“Passar a boiada”: Congresso aprova projeto que dificulta fiscalização do agronegócio
Aprovado no Senado, texto sobre autofiscalização agropecuária vai à sanção presidencial; produtores poderão criar sistemas próprios de fiscalização, o que traz preocupações sanitárias para o consumo e sobre o bem-estar animal.
Publicado 21/12/2022 16:57 | Editado 21/12/2022 16:58
O plenário do Senado aprovou na terça-feira (20) um projeto de lei que permite a autofiscalização dos produtores agropecuários. Criticado por parcela de produtores rurais e por ambientalistas, o chamado de PL do Autocontrole (1.293/2021) atende a uma demanda da bancada ruralista por flexibilização de regras que coloca de lado a atuação de fiscais do Ministério da Agricultura, Pecuária e Abastecimento (Mapa).

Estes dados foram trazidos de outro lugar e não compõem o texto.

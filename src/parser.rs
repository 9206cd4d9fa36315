//! Delimited-text parser for pollutant readings.
//!
//! After trimming the input, the first line is the header and every later
//! line is one record, blank lines included. Header names are matched
//! case-insensitively against a fixed alias table and unknown columns are
//! dropped. No quoting or escaping: fields are split on the delimiter as-is.

use std::path::Path;

use thiserror::Error;
use tracing::{debug, warn};

use crate::reading::PollutantReading;

#[derive(Debug, Error)]
pub enum ParseError {
    #[error("no data found")]
    EmptyInput,

    #[error("invalid number {value:?} for column '{column}' on line {line}")]
    InvalidNumber {
        line: u64,
        column: &'static str,
        value: String,
    },

    #[error("failed to read {path}")]
    Io {
        path: String,
        #[source]
        source: std::io::Error,
    },

}

/// What to do with a numeric field whose text does not parse.
#[derive(Debug, Clone, Copy, Default, PartialEq, Eq)]
pub enum NumericPolicy {
    /// Take the longest numeric prefix, or `0` if there is none.
    #[default]
    Zero,
    /// Reject the whole batch with [`ParseError::InvalidNumber`].
    Error,
}

#[derive(Debug, Clone, Copy)]
pub struct ParseOptions {
    pub delimiter: u8,
    pub on_parse_failure: NumericPolicy,
}

impl Default for ParseOptions {
    fn default() -> Self {
        Self {
            delimiter: b',',
            on_parse_failure: NumericPolicy::Zero,
        }
    }
}

impl ParseOptions {
    pub fn strict() -> Self {
        Self {
            on_parse_failure: NumericPolicy::Error,
            ..Self::default()
        }
    }

    pub fn with_delimiter(mut self, delimiter: u8) -> Self {
        self.delimiter = delimiter;
        self
    }
}

/// A recognised input column.
#[derive(Debug, Clone, Copy, PartialEq, Eq)]
pub enum Column {
    City,
    ZipCode,
    Pm25,
    Pm10,
    Ozone,
    No2,
    So2,
    Co,
    Temperature,
    Humidity,
    WindSpeed,
    Timestamp,
}

impl Column {
    /// Maps a raw header name to its column, ignoring case and surrounding
    /// whitespace. Returns `None` for names not in the alias table.
    pub fn from_header(header: &str) -> Option<Column> {
        let column = match header.trim().to_lowercase().as_str() {
            "city" | "city_name" | "location" => Column::City,
            "zip" | "zip_code" | "zipcode" => Column::ZipCode,
            "pm2.5" | "pm25" | "pm_2_5" => Column::Pm25,
            "pm10" | "pm_10" => Column::Pm10,
            "ozone" | "o3" | "o_3" => Column::Ozone,
            "no2" | "nitrogen_dioxide" | "no_2" => Column::No2,
            "so2" | "sulfur_dioxide" | "so_2" => Column::So2,
            "co" | "carbon_monoxide" | "carbon_monoxide_ppm" => Column::Co,
            "temperature" | "temp" | "temp_c" => Column::Temperature,
            "humidity" | "humidity_percent" => Column::Humidity,
            "wind_speed" | "wind" | "wind_kmh" => Column::WindSpeed,
            "timestamp" | "date" | "time" => Column::Timestamp,
            _ => return None,
        };
        Some(column)
    }

    pub fn name(self) -> &'static str {
        match self {
            Column::City => "city",
            Column::ZipCode => "zipCode",
            Column::Pm25 => "pm25",
            Column::Pm10 => "pm10",
            Column::Ozone => "ozone",
            Column::No2 => "no2",
            Column::So2 => "so2",
            Column::Co => "co",
            Column::Temperature => "temperature",
            Column::Humidity => "humidity",
            Column::WindSpeed => "windSpeed",
            Column::Timestamp => "timestamp",
        }
    }
}

/// Parses delimited text into readings, one per data line, in input order.
///
/// # Errors
///
/// [`ParseError::EmptyInput`] if the text is empty after trimming.
/// [`ParseError::InvalidNumber`] only under [`NumericPolicy::Error`].
pub fn parse_readings(
    text: &str,
    options: &ParseOptions,
) -> Result<Vec<PollutantReading>, ParseError> {
    let text = text.trim();
    if text.is_empty() {
        return Err(ParseError::EmptyInput);
    }

    let delimiter = char::from(options.delimiter);
    let mut lines = text.split('\n').map(|l| l.strip_suffix('\r').unwrap_or(l));

    let header = lines.next().unwrap_or_default();
    let columns: Vec<Option<Column>> = header.split(delimiter).map(Column::from_header).collect();

    let ignored: Vec<&str> = header
        .split(delimiter)
        .map(str::trim)
        .zip(&columns)
        .filter(|(_, c)| c.is_none())
        .map(|(h, _)| h)
        .collect();
    if !ignored.is_empty() {
        debug!(?ignored, "Dropping unrecognised columns");
    }

    let mut readings = Vec::new();
    for (idx, raw) in lines.enumerate() {
        // header is line 1
        let line = idx as u64 + 2;
        let fields: Vec<&str> = raw.split(delimiter).map(str::trim).collect();

        // a blank line or short row reads as empty cells for every missing column
        let mut reading = PollutantReading::default();
        for (i, column) in columns.iter().enumerate() {
            if let Some(column) = column {
                let value = fields.get(i).copied().unwrap_or("");
                assign(&mut reading, *column, value, line, options.on_parse_failure)?;
            }
        }
        readings.push(reading);
    }

    debug!(records = readings.len(), "Parsed readings");
    Ok(readings)
}

/// Reads a file once and parses its contents with [`parse_readings`].
#[tracing::instrument(skip_all, fields(path = %path.as_ref().display()))]
pub fn read_readings(
    path: impl AsRef<Path>,
    options: &ParseOptions,
) -> Result<Vec<PollutantReading>, ParseError> {
    let path = path.as_ref();
    let text = std::fs::read_to_string(path).map_err(|source| ParseError::Io {
        path: path.display().to_string(),
        source,
    })?;
    parse_readings(&text, options)
}

fn assign(
    reading: &mut PollutantReading,
    column: Column,
    value: &str,
    line: u64,
    policy: NumericPolicy,
) -> Result<(), ParseError> {
    let number = || parse_number(value, column, line, policy);

    match column {
        Column::City => reading.city = text_value(value),
        Column::ZipCode => reading.zip_code = text_value(value),
        Column::Timestamp => reading.timestamp = text_value(value),
        Column::Pm25 => reading.pm25 = number()?,
        Column::Pm10 => reading.pm10 = number()?,
        Column::Ozone => reading.ozone = number()?,
        Column::No2 => reading.no2 = number()?,
        Column::So2 => reading.so2 = Some(number()?),
        Column::Co => reading.co = Some(number()?),
        Column::Temperature => reading.temperature = Some(number()?),
        Column::Humidity => reading.humidity = Some(number()?),
        Column::WindSpeed => reading.wind_speed = Some(number()?),
    }
    Ok(())
}

fn text_value(value: &str) -> Option<String> {
    if value.is_empty() {
        None
    } else {
        Some(value.to_string())
    }
}

fn parse_number(
    value: &str,
    column: Column,
    line: u64,
    policy: NumericPolicy,
) -> Result<f64, ParseError> {
    // Empty cells are missing data, not malformed data.
    if value.is_empty() {
        return Ok(0.0);
    }

    match policy {
        // overflow saturates so the sub-index still clamps to its maximum
        NumericPolicy::Zero => {
            Ok(leading_number(value).map_or(0.0, |n| n.clamp(f64::MIN, f64::MAX)))
        }
        NumericPolicy::Error => match value.parse::<f64>() {
            Ok(n) if n.is_finite() => Ok(n),
            _ => {
                warn!(line, column = column.name(), value, "Rejecting malformed number");
                Err(ParseError::InvalidNumber {
                    line,
                    column: column.name(),
                    value: value.to_string(),
                })
            }
        },
    }
}

/// Parses the longest decimal prefix of `s`, e.g. `"12.5ppm"` -> `12.5`.
///
/// A signed `Infinity` prefix, or a literal too large for `f64`, yields an
/// infinite value. Returns `None` when there is no numeric prefix.
pub fn leading_number(s: &str) -> Option<f64> {
    let bytes = s.as_bytes();
    let mut end = 0;

    if matches!(bytes.first(), Some(b'+') | Some(b'-')) {
        end += 1;
    }

    if s[end..].starts_with("Infinity") {
        let inf = if bytes.first() == Some(&b'-') {
            f64::NEG_INFINITY
        } else {
            f64::INFINITY
        };
        return Some(inf);
    }

    let int_start = end;
    while end < bytes.len() && bytes[end].is_ascii_digit() {
        end += 1;
    }
    let mut digits = end - int_start;

    if end < bytes.len() && bytes[end] == b'.' {
        let frac_start = end + 1;
        let mut frac_end = frac_start;
        while frac_end < bytes.len() && bytes[frac_end].is_ascii_digit() {
            frac_end += 1;
        }
        digits += frac_end - frac_start;
        if digits > 0 {
            end = frac_end;
        }
    }

    if digits == 0 {
        return None;
    }

    // exponent only counts when followed by at least one digit
    if end < bytes.len() && matches!(bytes[end], b'e' | b'E') {
        let mut exp_end = end + 1;
        if exp_end < bytes.len() && matches!(bytes[exp_end], b'+' | b'-') {
            exp_end += 1;
        }
        let exp_digits_start = exp_end;
        while exp_end < bytes.len() && bytes[exp_end].is_ascii_digit() {
            exp_end += 1;
        }
        if exp_end > exp_digits_start {
            end = exp_end;
        }
    }

    s[..end].parse::<f64>().ok()
}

Com o projeto – que passou pela Câmara dos Deputados e agora vai para sanção presidencial – a fiscalização e controle da produção passa a ser feita pelo próprio “agronegócio”, que pode terceirizar a atividade fiscalizadora. Em outras palavras, a fiscalização e a responsabilização desses produtores ficam dificultadas.
O risco apontado por congressistas, produtores responsáveis e ambientalistas é de que o Brasil possa até mesmo perder a liderança mundial em diversos segmentos de exportação agropecuária ao não ter regras claras sobre fiscalização. Da mesma forma que a União Europeia barra produtos brasileiros originários de áreas de desmatamento, o mesmo pode acontecer sem uma certificação com procedência sobre o controle dos produtos.
Atualmente, quem faz a fiscalização sobre normas sanitárias, defesa agropecuária, saúde e bem-estar dos animais, utilização de agrotóxicos, entre outros aspectos, são os Auditores Fiscais Federais Agropecuários (AFFAs), servidores de carreira do Mapa.
Com a Lei em vigor, esta demanda será repassada para os próprios produtores que ficarão responsáveis pelo sistema de controle, podendo terceirizar etapas desse processo.
Hoje, a atuação dos fiscais do Ministério acontece principalmente em frigoríficos para atender aos procedimentos sanitários e de bem-estar animal, do confinamento ao abate. Os fiscais também são os responsáveis por advertências e multas, mas com a aplicação das novas regras cria-se a dúvida sobre como serão autuadas as agroindústrias que não sigam as normas, sendo que a fiscalização será feita internamente.
O PL do Autocontrole ainda traz a preocupação sobre a segurança do alimento comercializado e quanto à qualidade. Outro ponto que chama a atenção é que a autofiscalização pode acarretar aumento de maus-tratos com os animais em abatedouros, sem respeito ao bem-estar animal e com ampliação de riscos de transmissão de doenças.
Nesse ponto, a fiscalização dos agrotóxicos também pode ficar precária, com a ampliação da utilização dos produtos para maior produtividade – causando mais contaminação para o meio ambiente e intoxicação para lavradores e consumidores.
O Sindicato Nacional dos Fiscais Federais Agropecuários informou, em nota, que tomará medidas sobre pontos como a terceirização e o registro de produtos agropecuários. Com a sanção da Lei, espera-se que a regulamentação envolva diversos setores para atender os pontos preocupantes que o PL do Autocontrole traz para a sociedade.